"Sorry to see you in this infernal place, Mrs. S——," he said, as he threw himself upon a bench. "I must get you out, that's certain; but I can promise you that certainty only upon the condition of making a clean breast—only to me, you know."
"I know only that I never poisoned the woman," replied she.
"Do you want to be hanged?" said he, with the reckless abruptness so peculiar a feature of his character, at the same time taking a rapid glance of her demeanour. He knew all about the firmness derived from the confidence of innocence, of which a certain class of rhapsodists make so much in a heroic way, and yet he had always entertained the heterodoxical notion that guilt is a firmer and often more composed condition than innocence, inasmuch as his experience led him to know that the latter is shaky, anxious, and sensitive, and the former stern and imperturbable. Nor did his quick mind want reasons for showing that such ought, by natural laws, to be the case; for it is never to be lost sight of, that, in so far as regards murder, which requires for its perpetration a peculiar form of mind and a most unnatural condition of the feelings, the same hardness of nerve which enables a man or woman to do the deed, serves equally well the purpose of helping them to stand up against the shame, while the innocent person, in nine hundred and ninety-nine cases out of a thousand—the probable proportion of those who cannot kill—has not the fortitude to withstand the ignominy, simply because he wants the power to slay. So without in his heart prejudging the woman, he drew his conclusions, true or false, from the impassibility of her demeanour. Her answer was ready——
"How could they hang an innocent woman?"
"But they do hang hundreds, who say just what you say," replied he. "What are you to make of that riddle? Come, did you ever buy any poison?—please leave out the rats."

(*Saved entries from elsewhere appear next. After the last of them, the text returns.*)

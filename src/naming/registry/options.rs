use std::rc::Rc;

use super::Instance;
use crate::naming::{InstanceId, Name};

/// Naming options applied when an instance is created, mirroring the keyword options of a
/// constructor: an optional `name`, whether that name may be taken from another instance, and
/// whether an unnamed instance is avid.
#[derive(Debug, Clone, Default, PartialEq, Eq)]
pub struct InstanceOptions {
    pub(crate) name: Option<String>,
    pub(crate) steal: bool,
    pub(crate) avid: Option<bool>,
}

impl InstanceOptions {
    pub fn new() -> InstanceOptions {
        InstanceOptions::default()
    }

    /// Names the new instance, failing if the name is taken.
    pub fn named<S: Into<String>>(mut self, name: S) -> Self {
        self.name = Some(name.into());
        self.steal = false;
        self
    }

    /// Names the new instance, evicting any current holder of the name.
    pub fn stealing<S: Into<String>>(mut self, name: S) -> Self {
        self.name = Some(name.into());
        self.steal = true;
        self
    }

    /// Sets whether an instance created without a name is avid. Defaults to true.
    pub const fn avid(mut self, avid: bool) -> Self {
        self.avid = Some(avid);
        self
    }

    pub(crate) fn is_avid(&self) -> bool {
        self.name.is_none() && self.avid.unwrap_or(true)
    }
}

/// Selects an entry of a registry, either by one of its names or by the instance itself.
pub enum Query<'a, T: ?Sized> {
    Name(&'a str),
    Instance(&'a Rc<T>),
}

impl<T: ?Sized> Clone for Query<'_, T> {
    fn clone(&self) -> Self {
        *self
    }
}

impl<T: ?Sized> Copy for Query<'_, T> {}

impl<'a, T: ?Sized> From<&'a str> for Query<'a, T> {
    fn from(value: &'a str) -> Self {
        Query::Name(value)
    }
}

impl<'a, T: ?Sized> From<&'a String> for Query<'a, T> {
    fn from(value: &'a String) -> Self {
        Query::Name(value)
    }
}

impl<'a, T: ?Sized> From<&'a Name> for Query<'a, T> {
    fn from(value: &'a Name) -> Self {
        Query::Name(value.as_str())
    }
}

impl<'a, T: ?Sized> From<&'a Rc<T>> for Query<'a, T> {
    fn from(value: &'a Rc<T>) -> Self {
        Query::Instance(value)
    }
}

impl<'a, T: ?Sized + 'static> From<&'a Instance<T>> for Query<'a, T> {
    fn from(value: &'a Instance<T>) -> Self {
        Query::Instance(value.rc())
    }
}

/// An entry removed from a registry by [`forget`](super::Registry::forget).
#[derive(Debug)]
pub struct Forgotten<T: ?Sized> {
    pub id: InstanceId,
    pub instance: Option<Rc<T>>,
    pub name: Option<Name>,
    pub avid: bool,
}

"No; neither for rats nor servants," was the composed reply.
"And you never gave the woman a dose?"
"Yes; I have given her medicine more than once."
"Oh, a capital thing to save life; but you know her life was not saved. She died and was buried, and has been taken up; and I suspect it was not your jalap that was found in the body. But what interest had you in being so very kind to the woman who was to bring shame on your family by bearing a child to your son?"
"I never knew she was in that way; but though I had known it, I could not have taken away her life."